• REQUIRED WORK
Check each line of the listing below for the word "observers" and say how many lines have it. Nothing else should be written.

• DATA TO PROCESS
::::

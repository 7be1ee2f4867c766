use waitable::{pair, Fault, Runtime, Timers};

#[test]
fn values_flow_through_a_chain_of_tasks() {
    let runtime = Runtime::new();

    let a = runtime.spawn(async { Ok(2u32) });
    let b = runtime.spawn(async move { Ok(a.await? * 3) });
    let c = runtime.spawn(async move { Ok(b.await? + 1) });
    runtime.drain();

    assert_eq!(c.take(), Ok(7));
    assert_eq!(runtime.pending_tasks(), 0);
}

#[test]
fn ready_await_never_touches_the_scheduler() {
    let runtime = Runtime::new();

    let (w, mut p) = pair();
    p.deliver(7u32);
    let out = runtime.spawn(async move { Ok(w.await? + 1) });
    // One token for the spawn itself.
    assert_eq!(runtime.tokens_enqueued(), 1);
    runtime.drain();

    assert_eq!(out.take(), Ok(8));
    assert_eq!(
        runtime.tokens_enqueued(),
        1,
        "a ready await must not enqueue a resume token"
    );
}

#[test]
fn failure_reraises_at_the_await_site_unchanged() {
    let runtime = Runtime::new();

    let (w, mut p) = pair::<u32>();
    let outer = runtime.spawn(async move { w.await });
    runtime.drain();

    p.fail(Fault::app("granary collapsed"));
    runtime.drain();

    assert_eq!(outer.take(), Err(Fault::App("granary collapsed".into())));
}

#[test]
fn failure_can_be_handled_across_the_suspension() {
    let runtime = Runtime::new();

    let (w, mut p) = pair::<u32>();
    let outer = runtime.spawn(async move {
        match w.await {
            Ok(v) => Ok(v),
            Err(Fault::App(_)) => Ok(99),
            Err(other) => Err(other),
        }
    });
    runtime.drain();

    p.fail(Fault::app("granary collapsed"));
    runtime.drain();

    assert_eq!(outer.take(), Ok(99));
}

#[test]
fn cancel_unwinds_the_whole_chain() {
    let runtime = Runtime::new();
    let timers = Timers::new();

    let inner = runtime.spawn({
        let timers = timers.clone();
        async move {
            timers.after(10).await?;
            Ok(1u32)
        }
    });
    let (root, handle) = runtime.spawn_root(async move { Ok(inner.await? + 1) });
    runtime.drain();
    assert_eq!(runtime.pending_tasks(), 2);
    assert_eq!(timers.pending_sleeps(), 1);

    handle.cancel();
    runtime.drain();

    assert_eq!(root.take(), Err(Fault::Canceled));
    assert_eq!(runtime.pending_tasks(), 0, "both tasks must be torn down");
    assert_eq!(
        timers.pending_sleeps(),
        0,
        "the timer registration must be released"
    );
}

#[test]
fn cancel_after_completion_is_inert() {
    let runtime = Runtime::new();

    let (root, handle) = runtime.spawn_root(async { Ok(5u32) });
    runtime.drain();

    handle.cancel();
    handle.cancel();

    assert_eq!(root.take(), Ok(5));
}

#[test]
fn a_task_may_cancel_another_mid_turn() {
    let runtime = Runtime::new();
    let timers = Timers::new();

    let (victim, handle) = runtime.spawn_root({
        let timers = timers.clone();
        async move {
            timers.after(1000).await?;
            Ok(0u32)
        }
    });
    let canceller = runtime.spawn(async move {
        handle.cancel();
        Ok(1u32)
    });
    runtime.drain();

    assert_eq!(victim.take(), Err(Fault::Canceled));
    assert_eq!(canceller.take(), Ok(1));
    assert_eq!(timers.pending_sleeps(), 0);
}

#[test]
fn tokens_enqueued_during_a_turn_run_next_turn() {
    let runtime = Runtime::new();

    let (w, p) = pair::<u32>();
    let follower = runtime.spawn(async move { w.await });
    let deliverer = runtime.spawn(async move {
        let mut p = p;
        p.deliver(4);
        Ok(())
    });

    // One turn parks the follower, then delivers to it; the resume
    // token lands mid-drain and must wait for the next turn.
    assert_eq!(runtime.turn(), 2);
    assert!(!follower.ready());
    assert_eq!(runtime.turn(), 1);
    assert_eq!(follower.take(), Ok(4));
    assert_eq!(deliverer.take(), Ok(()));
}

#[test]
fn dropping_the_runtime_cancels_parked_tasks() {
    let runtime = Runtime::new();

    let (w, p) = pair::<u32>();
    let parked = runtime.spawn(async move { w.await });
    runtime.drain();

    drop(runtime);

    assert_eq!(parked.take(), Err(Fault::Canceled));
    drop(p); // its cell's chain was aborted, so this is not a broken promise
}
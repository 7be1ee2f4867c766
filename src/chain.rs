//! Cancellation chains.
//!
//! Every completion cell owns one chain link. While a computation is
//! parked on an await, its link is attached downstream of the awaited
//! cell's link, so at any moment the links mirror the await graph:
//! many downstream consumers fanning into one upstream producer.
//!
//! Aborting a link detaches it from its upstream and decrements the
//! upstream's attachment count. When the count reaches zero the upstream
//! has no remaining observers and is aborted in turn, collapsing the
//! chain all the way to its deepest pending source. Each aborted link
//! runs its release callback at most once, so a shared upstream fires
//! exactly when its last observer goes away, whether by abort or by
//! normal completion.

use std::cell::RefCell;
use std::rc::Rc;

use tracing::{debug, trace};

struct Link {
    /// Upstream link this one is attached to, if parked on an await.
    prev: Option<Chain>,
    /// Number of downstream links currently attached to this one.
    attached: usize,
    /// Set once this link's abort has run; suppresses repeated release
    /// effects while still letting the bookkeeping reprocess a link that
    /// was re-attached to a new chain.
    aborted: bool,
    on_abort: Option<Box<dyn FnOnce()>>,
}

/// A reference-counted handle to one cancellation chain link.
#[derive(Clone)]
pub(crate) struct Chain {
    inner: Rc<RefCell<Link>>,
}

impl Chain {
    pub(crate) fn new() -> Self {
        Chain {
            inner: Rc::new(RefCell::new(Link {
                prev: None,
                attached: 0,
                aborted: false,
                on_abort: None,
            })),
        }
    }

    pub(crate) fn same(&self, other: &Chain) -> bool {
        Rc::ptr_eq(&self.inner, &other.inner)
    }

    /// Installs the release callback run when this link aborts.
    pub(crate) fn arm(&self, on_abort: impl FnOnce() + 'static) {
        self.inner.borrow_mut().on_abort = Some(Box::new(on_abort));
    }

    /// Drops the release callback without running it and marks the link
    /// finished. Used when the owning computation retires normally.
    pub(crate) fn disarm(&self) {
        let mut link = self.inner.borrow_mut();
        link.on_abort = None;
        link.aborted = true;
    }

    pub(crate) fn is_aborted(&self) -> bool {
        self.inner.borrow().aborted
    }

    /// Attaches this link downstream of `upstream`, replacing any
    /// previous attachment. Called at every pending await, since the
    /// upstream changes as a computation moves from one await to the
    /// next.
    pub(crate) fn attach_to(&self, upstream: &Chain) {
        if self.same(upstream) {
            return;
        }
        {
            let link = self.inner.borrow();
            if let Some(prev) = &link.prev {
                if prev.same(upstream) {
                    return;
                }
            }
        }
        let old = self.inner.borrow_mut().prev.replace(upstream.clone());
        if let Some(old) = old {
            // A plain detach: switching awaits neither cancels nor
            // completes the old upstream.
            let mut link = old.inner.borrow_mut();
            link.attached = link.attached.saturating_sub(1);
        }
        upstream.inner.borrow_mut().attached += 1;
    }

    /// Detaches this link from `upstream` after the awaited cell
    /// completed, collapsing the upstream if this was its last observer.
    pub(crate) fn release_from(&self, upstream: &Chain) {
        let matches = {
            let link = self.inner.borrow();
            link.prev.as_ref().is_some_and(|p| p.same(upstream))
        };
        if !matches {
            return;
        }
        let prev = self.inner.borrow_mut().prev.take();
        if let Some(prev) = prev {
            if prev.detach_one() {
                prev.abort();
            }
        }
    }

    /// Runs the abort algorithm on this link.
    ///
    /// Detaches from the upstream first so the bookkeeping reprocesses
    /// even when this link was aborted before and has since been
    /// re-attached. If the detachment left the upstream with no
    /// observers, the upstream aborts too, recursively. Finally this
    /// link's own release callback runs, at most once over its lifetime.
    pub(crate) fn abort(&self) {
        let prev = self.inner.borrow_mut().prev.take();
        if let Some(prev) = prev {
            if prev.detach_one() {
                trace!("chain collapsed into upstream link");
                prev.abort();
            }
        }
        let callback = {
            let mut link = self.inner.borrow_mut();
            let callback = if link.aborted {
                None
            } else {
                link.on_abort.take()
            };
            link.aborted = true;
            callback
        };
        if let Some(callback) = callback {
            callback();
        }
    }

    /// Decrements the attachment count, reporting whether it reached
    /// zero.
    fn detach_one(&self) -> bool {
        let mut link = self.inner.borrow_mut();
        if link.attached > 0 {
            link.attached -= 1;
        }
        link.attached == 0
    }

    #[cfg(test)]
    fn attached(&self) -> usize {
        self.inner.borrow().attached
    }
}

/// Handle used by domain code to unwind an in-progress chain of
/// suspensions, e.g. when the player dismisses a dialog mid-animation.
///
/// Wraps the root computation's chain link. Dropping the handle is
/// inert; cancellation is always explicit.
pub struct CancelHandle {
    link: Chain,
}

impl CancelHandle {
    pub(crate) fn new(link: Chain) -> Self {
        CancelHandle { link }
    }

    /// Aborts the chain. The root computation and everything it is
    /// transitively parked on are torn down; observers of the root's
    /// result see [`Fault::Canceled`](crate::Fault::Canceled).
    pub fn cancel(&self) {
        debug!("cancel requested");
        self.link.abort();
    }
}

// The chain link of the task currently being polled. The scheduler
// scopes it around every poll so that a pending await can attach the
// running task's link to the awaited cell's link.
thread_local! {
    static AMBIENT: RefCell<Option<Chain>> = const { RefCell::new(None) };
}

pub(crate) fn ambient() -> Option<Chain> {
    AMBIENT.with(|a| a.borrow().clone())
}

pub(crate) fn with_ambient<R>(chain: &Chain, f: impl FnOnce() -> R) -> R {
    struct Reset(Option<Chain>);
    impl Drop for Reset {
        fn drop(&mut self) {
            let previous = self.0.take();
            AMBIENT.with(|a| *a.borrow_mut() = previous);
        }
    }
    let previous = AMBIENT.with(|a| a.borrow_mut().replace(chain.clone()));
    let _reset = Reset(previous);
    f()
}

::::

• TASK OUTPUT
3